Tuesday 15 October, 2019

Trump calls some undocumented immigrants 'animals'

(Image: AP: Donald Trump at a meeting on immigration policy on 16 May 2018)

(Image: AP: Donald Trump at a meeting on immigration policy on 16 May 2018)

While railing against California for its so-called sanctuary immigration policies, President Donald Trump referred to some people who cross the border illegally as "animals" — drawing a sharp rebuke from Democratic leaders for the harsh rhetoric.

Trump's remark at meeting with local leaders was in response to a complaint about gang members.

"We have people coming into the country, or trying to come in - and we're stopping a lot of them," Trump said during the immigration roundtable after a sheriff commented about gangs. "You wouldn't believe how bad these people are. These aren't people. These are animals."

Senate Minority Leader Democrat Chuck Schumer responded on Twitter to the president, saying: "When all of our great-great-grandparents came to America they weren't 'animals’, and these people aren't either."

Trump was joined at the Wednesday White House meeting by mayors, sheriffs and other local leaders from California who oppose the state's immigration policies and who applauded his administration's hard-line efforts.

"This is your Republican resistance right here against what they're doing in California," said Assemblywoman Melissa Melendez, co-opting a term used by Democrats opposed to Trump's presidency. She, like others, said the president and his policies were far more popular in the state than people realise.

They were criticising legislation Governor Jerry Brown signed into law last year that bars police from asking people about their immigration status or helping federal agents with immigration enforcement. Jail officials can transfer inmates to federal immigration authorities if they have been convicted of one of about 800 crimes, mostly felonies, but not for minor offenses.

Brown insists the legislation, which took effect on January 1, doesn't prevent federal immigration officials from doing their jobs. But the Trump administration has sued to reverse it, calling the policies unconstitutional and dangerous.
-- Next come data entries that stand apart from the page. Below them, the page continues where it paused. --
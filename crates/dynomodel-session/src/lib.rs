//! Lazy association loading for Dynomodel.
//!
//! An association is bound to one source record and one declaration. Its
//! target is resolved through a `Store` on first access, memoized, and kept
//! until reset or until the association itself is mutated.
//!
//! # Design Philosophy
//!
//! - **Explicit I/O**: every store call takes a `Cx` and returns an `Outcome`
//! - **Exclusive source**: an association borrows its source mutably, so no
//!   other code can change the reference field under a cached target
//! - **Write ordering**: on mutation the source is written first, then each
//!   target's inverse attribute; a failed target write is reported, never
//!   rolled back
//!
//! # Example
//!
//! ```ignore
//! let registry = ModelRegistry::new()
//!     .with(ModelSchema::new("Post").association(
//!         AssociationDeclaration::to_many("comments").inverse_of("post"),
//!     ))?
//!     .with(ModelSchema::new("Comment").association(
//!         AssociationDeclaration::to_one("post").foreign_key("post_id"),
//!     ))?;
//!
//! let mut comments = Association::<ToMany>::new(&registry, &mut post, "comments")?;
//! let loaded = comments.target(&cx, &store).await;
//! ```

/// Unwrap an `Outcome`, returning early from the enclosing `async fn` on
/// anything but `Ok`.
macro_rules! try_outcome {
    ($expr:expr) => {
        match $expr {
            ::asupersync::Outcome::Ok(value) => value,
            ::asupersync::Outcome::Err(e) => return ::asupersync::Outcome::Err(e),
            ::asupersync::Outcome::Cancelled(r) => return ::asupersync::Outcome::Cancelled(r),
            ::asupersync::Outcome::Panicked(p) => return ::asupersync::Outcome::Panicked(p),
        }
    };
}

/// Unwrap a `Result`, returning `Outcome::Err` on failure.
macro_rules! try_result {
    ($expr:expr) => {
        match $expr {
            Ok(value) => value,
            Err(e) => return ::asupersync::Outcome::Err(e.into()),
        }
    };
}

pub mod association;
pub mod config;
pub mod state;
pub mod store;

pub use association::{AnyAssociation, Association, Cardinality, TargetRef, ToMany, ToOne};
pub use config::{AssociationConfig, InverseSync};
pub use state::LoadState;
pub use store::Store;
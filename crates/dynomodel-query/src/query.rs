//! Equality-conjunction queries.

use std::collections::BTreeSet;

use dynomodel_core::Value;
use serde::{Deserialize, Serialize};

/// A single `field = value` condition.
#[derive(Debug, Clone, PartialEq, Serialize, Deserialize)]
pub struct Condition {
    /// Attribute name.
    pub field: String,
    /// Value the attribute must equal.
    pub value: Value,
}

impl Condition {
    /// Create a condition.
    pub fn new(field: impl Into<String>, value: impl Into<Value>) -> Self {
        Self {
            field: field.into(),
            value: value.into(),
        }
    }
}

/// A conjunction of equality conditions.
///
/// Serializes as `{"conditions": [{"field": ..., "value": ...}, ...]}`.
#[derive(Debug, Clone, Default, PartialEq, Serialize, Deserialize)]
pub struct Query {
    /// Conditions in the order they were added.
    pub conditions: Vec<Condition>,
}

impl Query {
    /// Create an empty query.
    pub fn new() -> Self {
        Self::default()
    }

    /// Add a `field = value` condition.
    #[must_use]
    pub fn eq(mut self, field: impl Into<String>, value: impl Into<Value>) -> Self {
        self.conditions.push(Condition::new(field, value));
        self
    }

    /// Add a condition.
    pub fn push(&mut self, condition: Condition) {
        self.conditions.push(condition);
    }

    /// True if there are no conditions.
    pub fn is_empty(&self) -> bool {
        self.conditions.is_empty()
    }

    /// Sorted, duplicate-free field names across all conditions.
    pub fn fields(&self) -> BTreeSet<&str> {
        self.conditions.iter().map(|c| c.field.as_str()).collect()
    }

    /// The value of the first condition on `field`.
    pub fn value_of(&self, field: &str) -> Option<&Value> {
        self.conditions
            .iter()
            .find(|c| c.field == field)
            .map(|c| &c.value)
    }
}

impl<F: Into<String>, V: Into<Value>> FromIterator<(F, V)> for Query {
    fn from_iter<I: IntoIterator<Item = (F, V)>>(iter: I) -> Self {
        Self {
            conditions: iter
                .into_iter()
                .map(|(field, value)| Condition::new(field, value))
                .collect(),
        }
    }
}

#[cfg(test)]
mod tests {
    use super::*;

    #[test]
    fn test_fields_are_sorted_and_deduplicated() {
        let query = Query::new()
            .eq("timestamp", 5_i64)
            .eq("post_id", "p1")
            .eq("post_id", "p2");
        let fields: Vec<_> = query.fields().into_iter().collect();
        assert_eq!(fields, vec!["post_id", "timestamp"]);
        assert_eq!(query.value_of("post_id"), Some(&Value::from("p1")));
    }

    #[test]
    fn test_wire_shape() {
        let query: Query = [("post_id", "p1")].into_iter().collect();
        assert_eq!(
            serde_json::to_value(&query).unwrap(),
            serde_json::json!({"conditions": [{"field": "post_id", "value": "p1"}]})
        );

        let parsed: Query = serde_json::from_value(serde_json::json!({
            "conditions": [{"field": "a", "value": 1}, {"field": "b", "value": "x"}]
        }))
        .unwrap();
        assert_eq!(parsed, Query::new().eq("a", 1_i64).eq("b", "x"));
    }
}
//! The backing-store capability the association runtime depends on.
//!
//! Persistence, table naming and key encoding live behind this trait. The
//! association layer only ever fetches records by identifier and, for
//! bidirectional mutations, writes whole records back.

use std::future::Future;

use asupersync::{Cx, Outcome};
use dynomodel_core::{Error, Identifier, ModelSchema, Record};

/// By-identifier access to stored records.
///
/// Every call is cancel-correct: a cancelled call must not have partially
/// applied a write. Failures are reported as `Error::Lookup`.
pub trait Store: Send + Sync {
    /// Fetch one record of `model` by identifier. `None` if absent.
    fn get_by_id(
        &self,
        cx: &Cx,
        model: &ModelSchema,
        id: &Identifier,
    ) -> impl Future<Output = Outcome<Option<Record>, Error>> + Send;

    /// Fetch the records of `model` with the given identifiers.
    ///
    /// Missing identifiers are skipped. Result order is not guaranteed.
    fn get_many_by_id(
        &self,
        cx: &Cx,
        model: &ModelSchema,
        ids: &[Identifier],
    ) -> impl Future<Output = Outcome<Vec<Record>, Error>> + Send;

    /// Write a whole record, replacing any stored record with the same key.
    fn put(&self, cx: &Cx, record: &Record) -> impl Future<Output = Outcome<(), Error>> + Send;
}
Some counties, including San Diego and Orange, have voted to support the lawsuit or have passed their own anti-sanctuary resolutions.

Republicans see backlash to the law as a potentially galvanising issue during the midterm elections, especially with Trump's anti-immigrant base. And Trump has held numerous events in recent months during which he's drawn attention to California's policies.
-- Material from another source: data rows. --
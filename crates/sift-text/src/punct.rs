//! Punctuation normalization and stripping.

use std::sync::LazyLock;

use regex::Regex;

use crate::{error::TextError, transform::TextTransformer};

/// Typographic characters and their plain replacements, applied first.
const SUBSTITUTIONS: &[(&str, &str)] = &[
    ("‘", "'"),
    ("₹", "e"),
    ("´", "'"),
    ("°", ""),
    ("€", "e"),
    ("™", "tm"),
    ("√", " sqrt "),
    ("×", "x"),
    ("²", "2"),
    ("—", "-"),
    ("–", "-"),
    ("’", "'"),
    ("_", "-"),
    ("`", "'"),
    ("“", "\""),
    ("”", "\""),
    ("£", "e"),
    ("∞", "infinity"),
    ("θ", "theta"),
    ("÷", "/"),
    ("α", "alpha"),
    ("•", "."),
    ("à", "a"),
    ("−", "-"),
    ("β", "beta"),
    ("∅", ""),
    ("³", "3"),
    ("π", "pi"),
];

/// Characters that get a space on each side.
const SPACED: &str = "/-'?!.,#$%()*+:;<=>@[\\]^_`{|}~\"“”’∞θ÷α•à−β∅³π‘₹´°£€×™√²—–&";

/// Invisible and stray sequences, applied last.
const SPECIALS: &[(&str, &str)] = &[
    ("\u{200b}", " "),
    ("…", " ... "),
    ("\u{feff}", ""),
    ("करना", ""),
    ("है", ""),
];

/// Rewrites typographic punctuation to plain forms and pads punctuation with spaces.
#[derive(Debug, Clone, Copy, Default)]
pub struct PunctuationNormalizer;

impl PunctuationNormalizer {
    /// Normalizes one text.
    pub fn normalize(text: &str) -> String {
        let mut text = text.to_string();
        for &(from, to) in SUBSTITUTIONS {
            text = text.replace(from, to);
        }

        let mut spaced = String::with_capacity(text.len() * 2);
        for ch in text.chars() {
            if SPACED.contains(ch) {
                spaced.push(' ');
                spaced.push(ch);
                spaced.push(' ');
            } else {
                spaced.push(ch);
            }
        }

        for &(from, to) in SPECIALS {
            spaced = spaced.replace(from, to);
        }
        spaced.trim().to_string()
    }
}

impl TextTransformer for PunctuationNormalizer {
    fn name(&self) -> &str {
        "punctuation-normalizer"
    }

    fn transform(&self, texts: &[String]) -> Result<Vec<String>, TextError> {
        Ok(texts.iter().map(|t| Self::normalize(t)).collect())
    }
}

/// Punctuation removed by [`PunctuationStripper`].
static STRIPPED: LazyLock<Regex> = LazyLock::new(|| {
    Regex::new(r#"[@%\\*=()/~#&+á?Ã¡\-|.:;!,_$'"]"#).expect("punctuation pattern is valid")
});

/// Digit runs.
static DIGITS: LazyLock<Regex> =
    LazyLock::new(|| Regex::new(r"\d+").expect("digit pattern is valid"));

/// HTML tags.
static TAGS: LazyLock<Regex> =
    LazyLock::new(|| Regex::new(r"<[^>]+>").expect("tag pattern is valid"));

/// Whitespace runs.
static SPACES: LazyLock<Regex> =
    LazyLock::new(|| Regex::new(r"\s+").expect("whitespace pattern is valid"));

/// Removes punctuation, digits and HTML tags, lowercases, and collapses whitespace.
#[derive(Debug, Clone, Copy, Default)]
pub struct PunctuationStripper;

impl PunctuationStripper {
    /// Strips one text.
    pub fn strip(text: &str) -> String {
        let text = STRIPPED.replace_all(text, "");
        let text = DIGITS.replace_all(&text, "").to_lowercase();
        let text = SPACES.replace_all(&text, " ");
        let text = TAGS.replace_all(&text, "");
        SPACES.replace_all(&text, " ").trim().to_string()
    }
}

impl TextTransformer for PunctuationStripper {
    fn name(&self) -> &str {
        "punctuation-stripper"
    }

    fn transform(&self, texts: &[String]) -> Result<Vec<String>, TextError> {
        Ok(texts.iter().map(|t| Self::strip(t)).collect())
    }
}

#[cfg(test)]
mod tests {
    use super::*;

    #[test]
    fn normalizer_rewrites_typography() {
        assert_eq!(PunctuationNormalizer::normalize("“quoted”"), "\" quoted \"");
        assert_eq!(PunctuationNormalizer::normalize("3×4"), "3x4");
        assert_eq!(PunctuationNormalizer::normalize("π"), "pi");
    }

    #[test]
    fn normalizer_pads_punctuation() {
        assert_eq!(PunctuationNormalizer::normalize("hi!"), "hi !");
        assert_eq!(PunctuationNormalizer::normalize("a,b"), "a , b");
    }

    #[test]
    fn normalizer_handles_specials() {
        assert_eq!(PunctuationNormalizer::normalize("\u{feff}wait…"), "wait ...");
        assert_eq!(PunctuationNormalizer::normalize("a\u{200b}b"), "a b");
    }

    #[test]
    fn stripper_removes_noise() {
        assert_eq!(
            PunctuationStripper::strip("  Hello, World!! 2024 <b>bold</b>  "),
            "hello world bold"
        );
        assert_eq!(PunctuationStripper::strip("카페 좋아요~!!"), "카페 좋아요");
    }

    #[test]
    fn stripper_keeps_batch_length() {
        let texts = vec!["...".to_string(), "ok".to_string()];
        let out = PunctuationStripper.transform(&texts).unwrap();
        assert_eq!(out, vec!["", "ok"]);
    }
}
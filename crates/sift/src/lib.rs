//! sift: preprocessing for tabular text records.
//!
//! sift loads a table of posts or comments (a timestamp column, free-text columns,
//! categorical columns and URLs), filters rows by keyword, buckets them over time, counts
//! categories and URL-derived entities, and cleans up text columns. Every operation returns
//! a new table; inputs are never modified.

#![warn(missing_docs)]

pub mod cli;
During the session, Trump thanked the officials, saying they had "bravely resisted California's deadly and unconstitutional sanctuary state laws". He claimed those laws are forcing "the release of illegal immigrant criminals, drug dealers, gang members and violent predators into your communities" and providing "safe harbour to some of the most vicious and violent offenders on Earth".

Brown responded on Twitter, writing that Trump "is lying on immigration, lying about crime and lying about the laws of CA".

The Democratic governor added: "Flying in a dozen Republican politicians to flatter him and praise his reckless policies changes nothing. We, the citizens of the fifth largest economy in the world, are not impressed."